- Opening Delimiter -

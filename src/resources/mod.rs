//! Resource methods for both client personas
//!
//! - `PubClient`: public context, API key only (plus an optional visitor
//!   contact token)
//! - `UserClient`: authenticated context, API key plus session token
//!
//! Each method builds a path and hands off to [`ApiClient::request`]. Slugs
//! are percent-encoded before they are spliced into a path.

mod calendars;
mod content;
mod ecommerce;
mod profile;
mod taxonomy;
mod visit;
mod workflows;

pub use visit::VisitContext;

use crate::config::{ClientConfig, ConfigFile};
use crate::error::{Error, Result};
use crate::http::ApiClient;
use std::borrow::Cow;
use std::path::Path;

/// Client for the public API context
#[derive(Debug, Clone)]
pub struct PubClient {
    client: ApiClient,
}

impl PubClient {
    /// Create a public client from a config
    pub fn new(config: ClientConfig) -> Result<Self> {
        Ok(Self {
            client: ApiClient::new(config)?,
        })
    }

    /// Create a public client from `mints_config.yml` plus `MINTS_*` overrides
    pub fn from_config_file(path: impl AsRef<Path>) -> Result<Self> {
        let config = ConfigFile::load(path)?
            .with_env_overrides()
            .public_config()?;
        Self::new(config)
    }

    /// The underlying low-level client
    pub fn client(&self) -> &ApiClient {
        &self.client
    }
}

impl From<ApiClient> for PubClient {
    fn from(client: ApiClient) -> Self {
        Self { client }
    }
}

/// Client for the authenticated user context
#[derive(Debug, Clone)]
pub struct UserClient {
    client: ApiClient,
}

impl UserClient {
    /// Create a user client from a config carrying a session token
    pub fn new(config: ClientConfig) -> Result<Self> {
        if config.auth_token().is_none() {
            return Err(Error::missing_field("auth_token"));
        }
        Ok(Self {
            client: ApiClient::new(config)?,
        })
    }

    /// Create a user client from `mints_config.yml` plus `MINTS_*` overrides
    pub fn from_config_file(path: impl AsRef<Path>) -> Result<Self> {
        let config = ConfigFile::load(path)?
            .with_env_overrides()
            .user_config()?;
        Self::new(config)
    }

    /// The underlying low-level client
    pub fn client(&self) -> &ApiClient {
        &self.client
    }
}

/// Percent-encode a slug or key for use as one path segment
fn segment(value: &str) -> Cow<'_, str> {
    urlencoding::encode(value)
}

- Closing Delimiter -

■ **TASK ITEM**
Among the records, find every line holding the word "value" and copy it.

■ **RESULT FOR THIS TASK**
fn segment(value: &str) -> Cow<'_, str> {
    urlencoding::encode(value)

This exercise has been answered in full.